The soil landscapes layer includes four attribute columns, the forth (PROCESS) representing the geomorphic type of landscape on which the soils have formed.

Plot the soil_landscapes layer, colouring each polygon according to the value of the PROCESS column:

# Plot data for quick visual inspection
soils_map <- tm_shape(soil_landscapes) + 
        tm_fill("PROCESS") + 
        tm_layout(frame = FALSE, legend.text.size = 0.5, legend.title.size = 0.5)

# Plot study area bnd
soils_map + tm_shape(hunter_bnd) +  tm_borders("black")

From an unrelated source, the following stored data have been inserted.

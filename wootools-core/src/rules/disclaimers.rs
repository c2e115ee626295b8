use super::engine::UpdateRule;
use crate::config::WootoolsConfig;
use crate::error::RuleError;
use crate::types::{parse_categories, ExportRecord, UpdateRow};

/// Newline as the WooCommerce export writes it inside descriptions.
const ESCAPED_NEWLINE: &str = "\\n";

const DISCLAIMER_PARAGRAPHS: [&str; 5] = [
    "DISCLAIMER:",
    "You must be 18 years or older in order to purchase this product.",
    "ID will be required on delivery to the UK. The product will not be delivered to \
     anyone under the age of 18 or without valid proof of age. The buyer is responsible \
     for any additional shipping charge incurred if ID is not available.",
    "It is the buyers obligation that they ensure they know their states rules and \
     regulation in regards to knives and to make sure they are not breaking the law by \
     purchasing knives.",
    "By purchasing from this website and you agree that you are 18 years or older and \
     understand rules and regulations in relation to knives in your own state or territory.",
];

// AddDisclaimersRule - appends the age-restriction notice to descriptions of
// products in restricted categories
pub struct AddDisclaimersRule<'a> {
    config: &'a WootoolsConfig,
    marker: String,
    disclaimer: String,
}

impl<'a> AddDisclaimersRule<'a> {
    pub fn new(config: &'a WootoolsConfig) -> Self {
        let marker = format!("<div class='{}'>", config.disclaimers.html_class);
        let mut lines = vec![format!("{ESCAPED_NEWLINE}<br>"), marker.clone()];
        lines.extend(DISCLAIMER_PARAGRAPHS.iter().map(|p| format!("\t<p>{p}</p>")));
        lines.push("</div>".to_string());
        let disclaimer = lines.join(ESCAPED_NEWLINE);
        Self {
            config,
            marker,
            disclaimer,
        }
    }

    /// The opening tag that identifies an existing disclaimer.
    pub fn marker(&self) -> &str {
        &self.marker
    }

    pub fn disclaimer(&self) -> &str {
        &self.disclaimer
    }

    /// Whether any category, or any level of a `>` hierarchy, is restricted.
    pub fn is_restricted(&self, categories: &[String]) -> bool {
        categories.iter().any(|category| {
            category.split('>').map(str::trim).any(|level| {
                self.config
                    .disclaimers
                    .categories
                    .iter()
                    .any(|restricted| restricted == level)
            })
        })
    }

    /// Return the description with the disclaimer appended, or `None` if it
    /// already has one.
    pub fn add_disclaimer(&self, description: &str) -> Option<String> {
        if description.contains(&self.marker) {
            return None;
        }
        let escaped = description
            .replace("\r\n", ESCAPED_NEWLINE)
            .replace('\n', ESCAPED_NEWLINE);
        Some(escaped + &self.disclaimer)
    }
}

impl<'a> UpdateRule for AddDisclaimersRule<'a> {
    fn name(&self) -> &str {
        "AddDisclaimers"
    }

    fn header(&self) -> [&str; 2] {
        [
            self.config.export.id.as_str(),
            self.config.export.description.as_str(),
        ]
    }

    fn required_columns(&self) -> Vec<&str> {
        let columns = &self.config.export;
        vec![
            columns.id.as_str(),
            columns.categories.as_str(),
            columns.description.as_str(),
        ]
    }

    fn process_export_row(&self, record: &ExportRecord) -> Result<Option<UpdateRow>, RuleError> {
        let columns = &self.config.export;
        let categories = parse_categories(record.require(&columns.categories)?);
        if !self.is_restricted(&categories) {
            return Ok(None);
        }
        match self.add_disclaimer(record.require(&columns.description)?) {
            Some(description) => Ok(Some(UpdateRow::new(
                record.require(&columns.id)?,
                description,
            ))),
            None => Ok(None),
        }
    }
}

To clean up the data, we will first crop soil_landscapes to the extent of the study area (i.e., hunter_bnd). Next, we will isolate those soil landscapes that can sustain koala feed tree species. These soils include those formed on Quaternary alluvial, colluvial, and aeolian deposits, and those formed in swampy areas.

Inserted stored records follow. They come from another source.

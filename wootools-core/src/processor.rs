use crate::config::WootoolsConfig;
use crate::error::Result;
use crate::export::Export;
use crate::inventory::InventoryLookup;
use crate::rules::{
    AddDisclaimersRule, FixCategoriesRule, RoundPricesRule, RuleEngine, SetShippingClassesRule,
    UpdateRule,
};
use crate::types::UpdateSet;
use std::path::Path;
use std::time::{Duration, Instant};

/// Runs one update rule per call, from export file paths to an update set.
pub struct UpdateProcessor {
    config: WootoolsConfig,
    rule_engine: RuleEngine,
}

impl UpdateProcessor {
    pub fn new(config: WootoolsConfig) -> Self {
        Self {
            config,
            rule_engine: RuleEngine::new(),
        }
    }

    pub fn config(&self) -> &WootoolsConfig {
        &self.config
    }

    pub fn fix_categories(&self, export_path: &Path) -> Result<UpdateSet> {
        let export = self.read(export_path)?;
        self.run(&FixCategoriesRule::new(&self.config), &export)
    }

    pub fn round_prices(&self, export_path: &Path) -> Result<UpdateSet> {
        let export = self.read(export_path)?;
        self.run(&RoundPricesRule::new(&self.config)?, &export)
    }

    pub fn add_disclaimers(&self, export_path: &Path) -> Result<UpdateSet> {
        let export = self.read(export_path)?;
        self.run(&AddDisclaimersRule::new(&self.config), &export)
    }

    /// Shipping classes for the storefront export, looked up in the Cloud
    /// Commerce inventory export.
    pub fn set_shipping_classes(&self, woo_export: &Path, cc_export: &Path) -> Result<UpdateSet> {
        let export = self.read(woo_export)?;
        let inventory = InventoryLookup::from_export(
            &self.read(cc_export)?,
            &self.config.inventory,
            &self.config.shipping.range_marker,
        )?;
        if inventory.is_empty() {
            log::warn!("{} has no inventory records", cc_export.display());
        }
        self.run(&SetShippingClassesRule::new(&self.config, &inventory), &export)
    }

    /// Per-rule timings of every rule run so far.
    pub fn rule_timings(&self) -> Vec<(String, Duration)> {
        self.rule_engine.rule_timings.borrow().clone()
    }

    fn read(&self, path: &Path) -> Result<Export> {
        let start = Instant::now();
        let export = Export::from_path(path)?;
        log::debug!(
            "Read {} records from {} in {:.0}ms",
            export.len(),
            path.display(),
            start.elapsed().as_millis()
        );
        Ok(export)
    }

    fn run(&self, rule: &dyn UpdateRule, export: &Export) -> Result<UpdateSet> {
        let start = Instant::now();
        let updates = self.rule_engine.apply(rule, export)?;
        log::debug!(
            "{} produced {} updates in {:.0}ms",
            rule.name(),
            updates.len(),
            start.elapsed().as_millis()
        );
        Ok(updates)
    }
}

#[cfg(test)]
mod tests {
    use super::*;
    use crate::error::WootoolsError;
    use std::io::Write;
    use std::path::PathBuf;

    struct TempCsv(PathBuf);

    impl TempCsv {
        fn new(name: &str, content: &str) -> Self {
            let path = std::env::temp_dir().join(format!(
                "wootools-processor-{}-{name}.csv",
                std::process::id()
            ));
            let mut file = std::fs::File::create(&path).unwrap();
            file.write_all(content.as_bytes()).unwrap();
            Self(path)
        }
    }

    impl Drop for TempCsv {
        fn drop(&mut self) {
            let _ = std::fs::remove_file(&self.0);
        }
    }

    #[test]
    fn fix_categories_from_file() {
        let export = TempCsv::new("categories", "ID,Categories\n1,\n2,Home\n");
        let processor = UpdateProcessor::new(WootoolsConfig::default());
        let updates = processor.fix_categories(&export.0).unwrap();
        assert_eq!(updates.len(), 1);
        assert_eq!(updates.rows[0].id, "1");
        assert_eq!(processor.rule_timings().len(), 1);
        assert_eq!(processor.rule_timings()[0].0, "FixCategories");
    }

    #[test]
    fn missing_file_error_names_the_path() {
        let missing = Path::new("/definitely/not/here.csv");
        let processor = UpdateProcessor::new(WootoolsConfig::default());
        let result = processor.round_prices(missing);
        assert!(matches!(
            result,
            Err(WootoolsError::OpenExport { ref path, .. }) if path == missing
        ));
    }

    #[test]
    fn shipping_reads_both_exports() {
        let woo = TempCsv::new(
            "woo",
            "ID,SKU,Categories,Shipping class\n5,AB-1,Home,\n6,AB-2,Home,\n",
        );
        let cc = TempCsv::new(
            "cc",
            "VAR_SKU,RNG_SKU,OPT_Package Type,OPT_International Shipping\n\
             AB-1,RNG_AB,Courier,Standard\n\
             AB-2,RNG_AB,Packet,Standard\n",
        );
        let processor = UpdateProcessor::new(WootoolsConfig::default());
        let updates = processor.set_shipping_classes(&woo.0, &cc.0).unwrap();
        assert_eq!(updates.header, ["ID".to_string(), "Shipping class".to_string()]);
        assert_eq!(updates.len(), 1);
        assert_eq!(updates.rows[0].id, "5");
        assert_eq!(updates.rows[0].value, "Heavy");
    }
}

To crop the soil_landscapes layer will use the sf function st_intersection():

# Intersect the two polygon layers
soil_landscapes_bnd <- st_intersection(soil_landscapes, hunter_bnd)

# Plot data for quick visual inspection
tm_shape(soil_landscapes_bnd) + 
  tm_fill("PROCESS") + 
  tm_layout(frame = FALSE, legend.text.size = 0.6, legend.title.size = 0.6)

Next we extract the soil landscapes of interest. We use the dplyr function filter():

# Create list of PROCESS values of interest
soils <- c("AEOLIAN", "ALLUVIAL", "COLLUVIAL", "SWAMP", "RESIDUAL", "ESTUARINE")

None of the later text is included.